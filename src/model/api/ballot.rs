use std::collections::{btree_map::Entry, BTreeMap};
use std::fmt::Formatter;

use chrono::{DateTime, Utc};
use serde::{
    de::{Error as _, MapAccess, Visitor},
    Deserialize, Deserializer, Serialize,
};
use thiserror::Error;

use crate::model::{
    common::election::{CandidateId, ElectionId, PositionId},
    db::vote::Vote,
};

/// Why a selections map was refused at the parsing boundary.
#[derive(Debug, Error)]
pub enum SelectionsError {
    #[error("a ballot must select at least one candidate")]
    Empty,
    #[error("position {0} is selected more than once")]
    Repeated(PositionId),
}

/// A voter's choice of candidate for each position, keyed by position ID.
///
/// On the wire this is a JSON object whose keys are position IDs, e.g.
/// `{"3": 7, "4": 12}`. Non-numeric IDs, repeated IDs and empty maps are
/// rejected while parsing, before the request reaches the submission engine.
#[derive(Debug, Clone, PartialEq, Eq, Serialize)]
#[serde(into = "BTreeMap<PositionId, CandidateId>")]
pub struct Selections(BTreeMap<PositionId, CandidateId>);

impl Selections {
    /// The candidate selected for the given position, if any.
    pub fn get(&self, position: PositionId) -> Option<CandidateId> {
        self.0.get(&position).copied()
    }

    /// Iterate `(position, candidate)` pairs in ascending position order.
    pub fn iter(&self) -> impl Iterator<Item = (PositionId, CandidateId)> + '_ {
        self.0.iter().map(|(&p, &c)| (p, c))
    }

    pub fn len(&self) -> usize {
        self.0.len()
    }

    pub fn is_empty(&self) -> bool {
        self.0.is_empty()
    }
}

impl TryFrom<BTreeMap<PositionId, CandidateId>> for Selections {
    type Error = SelectionsError;

    fn try_from(map: BTreeMap<PositionId, CandidateId>) -> Result<Self, Self::Error> {
        if map.is_empty() {
            return Err(SelectionsError::Empty);
        }
        Ok(Self(map))
    }
}

impl From<Selections> for BTreeMap<PositionId, CandidateId> {
    fn from(selections: Selections) -> Self {
        selections.0
    }
}

/// Builds the map by hand, since collecting into a `BTreeMap` would let a
/// repeated key silently overwrite the earlier selection.
struct SelectionsVisitor;

impl<'de> Visitor<'de> for SelectionsVisitor {
    type Value = Selections;

    fn expecting(&self, formatter: &mut Formatter) -> std::fmt::Result {
        write!(formatter, "a map from position IDs to candidate IDs")
    }

    fn visit_map<A>(self, mut access: A) -> Result<Self::Value, A::Error>
    where
        A: MapAccess<'de>,
    {
        let mut map = BTreeMap::new();
        while let Some(position) = access.next_key::<PositionId>()? {
            let candidate = access.next_value::<CandidateId>()?;
            match map.entry(position) {
                Entry::Vacant(entry) => {
                    entry.insert(candidate);
                }
                Entry::Occupied(_) => {
                    return Err(A::Error::custom(SelectionsError::Repeated(position)));
                }
            }
        }
        Selections::try_from(map).map_err(A::Error::custom)
    }
}

impl<'de> Deserialize<'de> for Selections {
    fn deserialize<D>(deserializer: D) -> Result<Self, D::Error>
    where
        D: Deserializer<'de>,
    {
        deserializer.deserialize_map(SelectionsVisitor)
    }
}

/// The body of a ballot submission.
///
/// Only the selections are read. Any other field a client sends, such as an
/// election or voter ID, is ignored: both come from the authenticated voter.
#[derive(Debug, Clone, Serialize, Deserialize)]
pub struct SubmitBallot {
    pub selections: Selections,
}

/// Response to a committed submission.
#[derive(Debug, PartialEq, Eq, Serialize, Deserialize)]
pub struct Submitted {
    pub success: bool,
}

/// A recorded vote, as shown back to the voter who cast it.
#[derive(Debug, Clone, PartialEq, Eq, Serialize, Deserialize)]
pub struct VoteDescription {
    pub election_id: ElectionId,
    pub position_id: PositionId,
    pub candidate_id: CandidateId,
    pub cast_at: DateTime<Utc>,
}

impl From<Vote> for VoteDescription {
    fn from(vote: Vote) -> Self {
        Self {
            election_id: vote.election_id,
            position_id: vote.position_id,
            candidate_id: vote.candidate_id,
            cast_at: vote.cast_at,
        }
    }
}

######

## [WORK TASK]
Work through the data line by line and state how many lines have the string "custom"; add nothing else.

## [RESULT FOR THIS EXERCISE]
2